L’obiettivo per l’edizione di quest’anno del Torneo NCAA sarà quello di provare a conquistare l’ottava Final Four dell’era Izzo, che tra l’altro, secondo un’analisi di Neil Paine, giornalista di “FiveThirtyEight”, è l’allenatore più vincente nella storia della March Madness, se si confrontano le vittorie ottenute con quelle che erano le aspettative iniziali. Ad esempio, una testa di serie n.7 (come Michigan State l’anno scorso) mediamente vince 0.9 partite a Torneo, ma gli Spartans nel 2015 sono andati ben oltre le previsioni, raggiungendo le Final Four. Non sarà quello che ha vinto più titoli NCAA, anche perché non è alla guida di un super potenza collegiale, ma i numeri parlano chiaro: dal 1985 ad oggi, nessun altro allenatore ha vinto inaspettatamente più partite di lui. In conclusione, vi lasciamo con un paio di numeri interessanti che aiutano a comprendere ulteriormente la grandezza del lavoro svolto nel corso degli anni da Tom Izzo. 

13 – Come le vittorie conquistate da coach Izzo quando ha incrociato un’avversaria con un seed più alto di quello della sua Michigan State. Le ultime due, arrivate nello scorsa edizione contro Oklahoma e Louisville, gli sono valse il record assoluto: per quanto riguarda i successi inaspettati, nessuno è neanche lontanamente paragonabile a lui, tanto che Rollie Massimino e Lute Olsen sono già a -2. E il tassametro scorre ancora…

9 – Come le presenze alle Elite Eight, che gli Spartans tendono a vincere spesso e volentieri sotto la guida di Izzo: pensate che hanno un record di 7-2, a dimostrazione del fatto che il signore seduto in panchina “Mr. March” lo è fino in fondo.

1 – Come l’unico successo ottenuto alle Final Four.
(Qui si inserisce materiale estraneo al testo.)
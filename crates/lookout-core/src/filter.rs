//! Agent and kind filtering over the aggregated feed.
//!
//! Filtering is pure and order-preserving: it relies on the aggregator's
//! ordering and only drops items. The two filter axes are independent and
//! conjunctive. Selection state itself is trivial (one active value per
//! axis, set directly by user action).

use serde::{Deserialize, Serialize};

use crate::types::{ItemKind, ThreadedItem};

/// Type-category filter axis. `All` is the neutral value.
#[derive(Debug, Clone, Copy, PartialEq, Eq, Serialize, Deserialize, Default)]
#[serde(rename_all = "snake_case")]
pub enum KindFilter {
    /// No constraint on kind
    #[default]
    All,
    /// Only issues
    Issues,
    /// Only pull requests
    Prs,
    /// Only deploys
    Deploys,
    /// Only standalone activity
    Standalone,
}

impl KindFilter {
    /// Returns true if the given item kind passes this filter.
    pub fn matches(&self, kind: ItemKind) -> bool {
        match self {
            Self::All => true,
            Self::Issues => kind == ItemKind::Issue,
            Self::Prs => kind == ItemKind::PullRequest,
            Self::Deploys => kind == ItemKind::Deploy,
            Self::Standalone => kind == ItemKind::Standalone,
        }
    }

    /// Next filter in the cycling order (used by the kind-filter hotkey).
    pub fn next(&self) -> Self {
        match self {
            Self::All => Self::Issues,
            Self::Issues => Self::Prs,
            Self::Prs => Self::Deploys,
            Self::Deploys => Self::Standalone,
            Self::Standalone => Self::All,
        }
    }

    /// Short label for the filter bar.
    pub fn label(&self) -> &'static str {
        match self {
            Self::All => "all",
            Self::Issues => "issues",
            Self::Prs => "prs",
            Self::Deploys => "deploys",
            Self::Standalone => "standalone",
        }
    }
}

impl std::fmt::Display for KindFilter {
    fn fmt(&self, f: &mut std::fmt::Formatter<'_>) -> std::fmt::Result {
        f.write_str(self.label())
    }
}

/// Current filter selections. `None` / `All` mean no constraint on that axis.
#[derive(Debug, Clone, PartialEq, Eq, Serialize, Deserialize, Default)]
pub struct FilterSelection {
    /// Keep only items attributed to this agent key
    pub agent: Option<String>,
    /// Keep only items of this kind
    pub kind: KindFilter,
}

impl FilterSelection {
    /// Returns true iff either axis deviates from its neutral value.
    ///
    /// Drives the "clear filters" affordance.
    pub fn has_active_filters(&self) -> bool {
        self.agent.is_some() || self.kind != KindFilter::All
    }

    /// Reset both axes to neutral.
    pub fn clear(&mut self) {
        self.agent = None;
        self.kind = KindFilter::All;
    }
}

/// How agent-less standalone items behave under an active agent filter.
///
/// Standalone items carry no agent by design (announcements, deploy notes),
/// so whether an agent selection hides them is a product choice rather than
/// something the data determines. The default hides them.
#[derive(Debug, Clone, Copy, PartialEq, Eq, Serialize, Deserialize, Default)]
#[serde(rename_all = "snake_case")]
pub enum StandalonePolicy {
    /// An agent selection hides agent-less standalone items
    #[default]
    Exclude,
    /// Agent-less standalone items stay visible under any agent selection
    Include,
}

/// Applies filter selections to an aggregated item list.
#[derive(Debug, Clone, Copy, Default)]
pub struct FilterEngine {
    standalone_policy: StandalonePolicy,
}

impl FilterEngine {
    /// Create an engine with an explicit standalone policy.
    pub fn new(standalone_policy: StandalonePolicy) -> Self {
        Self { standalone_policy }
    }

    /// The configured standalone policy.
    pub fn standalone_policy(&self) -> StandalonePolicy {
        self.standalone_policy
    }

    /// Apply the selection, preserving input order.
    ///
    /// The kind axis always applies: a kind filter excludes non-matching
    /// items regardless of the agent axis. Under an agent selection, items
    /// with no agent are dropped unless they are standalone and the policy
    /// is [`StandalonePolicy::Include`].
    pub fn apply(&self, items: &[ThreadedItem], selection: &FilterSelection) -> Vec<ThreadedItem> {
        items
            .iter()
            .filter(|item| self.passes(item, selection))
            .cloned()
            .collect()
    }

    fn passes(&self, item: &ThreadedItem, selection: &FilterSelection) -> bool {
        if !selection.kind.matches(item.kind) {
            return false;
        }
        match (&selection.agent, &item.agent_key) {
            (None, _) => true,
            (Some(wanted), Some(actual)) => wanted == actual,
            (Some(_), None) => {
                item.kind == ItemKind::Standalone
                    && self.standalone_policy == StandalonePolicy::Include
            }
        }
    }
}

#[cfg(test)]
mod tests {
    use super::*;
    use chrono::{TimeZone, Utc};

    fn item(id: &str, kind: ItemKind, agent: Option<&str>) -> ThreadedItem {
        ThreadedItem {
            id: id.into(),
            kind,
            agent_key: agent.map(Into::into),
            timestamp: Utc.with_ymd_and_hms(2026, 8, 1, 0, 0, 0).unwrap(),
            parent_id: None,
            payload: serde_json::json!({}),
        }
    }

    fn sample() -> Vec<ThreadedItem> {
        vec![
            item("1", ItemKind::Issue, Some("po")),
            item("2", ItemKind::PullRequest, Some("qa")),
            item("3", ItemKind::Deploy, None),
            item("4", ItemKind::Standalone, None),
            item("5", ItemKind::Issue, Some("qa")),
        ]
    }

    fn ids(items: &[ThreadedItem]) -> Vec<&str> {
        items.iter().map(|i| i.id.as_str()).collect()
    }

    #[test]
    fn test_neutral_selection_is_identity() {
        let items = sample();
        let out = FilterEngine::default().apply(&items, &FilterSelection::default());
        assert_eq!(out, items);
    }

    #[test]
    fn test_has_active_filters() {
        assert!(!FilterSelection::default().has_active_filters());
        assert!(FilterSelection {
            agent: Some("po".into()),
            kind: KindFilter::All
        }
        .has_active_filters());
        assert!(FilterSelection {
            agent: None,
            kind: KindFilter::Deploys
        }
        .has_active_filters());
    }

    #[test]
    fn test_clear_resets_both_axes() {
        let mut selection = FilterSelection {
            agent: Some("po".into()),
            kind: KindFilter::Issues,
        };
        selection.clear();
        assert!(!selection.has_active_filters());
    }

    #[test]
    fn test_kind_filter() {
        let items = sample();
        let selection = FilterSelection {
            agent: None,
            kind: KindFilter::Issues,
        };
        let out = FilterEngine::default().apply(&items, &selection);
        assert_eq!(ids(&out), vec!["1", "5"]);
    }

    #[test]
    fn test_agent_filter_drops_agentless_items() {
        let items = sample();
        let selection = FilterSelection {
            agent: Some("qa".into()),
            kind: KindFilter::All,
        };
        let out = FilterEngine::default().apply(&items, &selection);
        assert_eq!(ids(&out), vec!["2", "5"]);
    }

    #[test]
    fn test_kind_filter_applies_regardless_of_agent_filter() {
        let items = sample();
        let selection = FilterSelection {
            agent: Some("qa".into()),
            kind: KindFilter::Issues,
        };
        let out = FilterEngine::default().apply(&items, &selection);
        assert_eq!(ids(&out), vec!["5"]);
    }

    #[test]
    fn test_standalone_policy_include() {
        let items = sample();
        let selection = FilterSelection {
            agent: Some("po".into()),
            kind: KindFilter::All,
        };
        let out = FilterEngine::new(StandalonePolicy::Include).apply(&items, &selection);
        // Standalone "4" survives; agent-less deploy "3" never does
        assert_eq!(ids(&out), vec!["1", "4"]);
    }

    #[test]
    fn test_standalone_policy_exclude_is_default() {
        let items = sample();
        let selection = FilterSelection {
            agent: Some("po".into()),
            kind: KindFilter::All,
        };
        let out = FilterEngine::default().apply(&items, &selection);
        assert_eq!(ids(&out), vec!["1"]);
    }

    #[test]
    fn test_order_preserved() {
        let items = vec![
            item("z", ItemKind::Issue, Some("po")),
            item("a", ItemKind::Issue, Some("po")),
            item("m", ItemKind::Issue, Some("po")),
        ];
        let selection = FilterSelection {
            agent: Some("po".into()),
            kind: KindFilter::Issues,
        };
        let out = FilterEngine::default().apply(&items, &selection);
        assert_eq!(ids(&out), vec!["z", "a", "m"]);
    }

    #[test]
    fn test_kind_filter_cycle_returns_to_all() {
        let mut filter = KindFilter::All;
        for _ in 0..5 {
            filter = filter.next();
        }
        assert_eq!(filter, KindFilter::All);
    }
}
In pratica, è come se Michigan State vestisse i panni della cenerentola per l’intero mese di marzo, salvo poi tornare alla normalità con l’avvento di aprile. Infatti, solo due volte gli Spartans sono arrivati a giocarsi il titolo nazionale, vincendolo nel 2000, mentre nelle altre cinque occasioni sono sempre usciti in semifinale.

7 – Nonostante ciò, dal 1999 ad oggi Izzo ha portato la sua squadra tra le quattro migliori del panorama cestistico collegiale per ben sette volte. Nello stesso arco di tempo, nessuno è riuscito neanche lontanamente ad avvicinarsi: pensate che coach K è a quota 4 (e allena Duke, non proprio gli sbarbatelli dietro casa), così come Billy Donovan, mentre Roy Williams può vantare cinque apparizioni. La differenza tra Izzo e questi tre allenatori citati sono i titoli, dato che Tom ne ha vinto solo uno. Ma non va dimenticato che lui è spesso e volentieri partito in qualità di outsider, e comunque può vantare la quarta striscia più lunga di sempre con le sue 18 apparizioni consecutive al Torneo (condite da 13 Sweet16 e 9 Elite Eight), che sono diventate 19 quest’anno.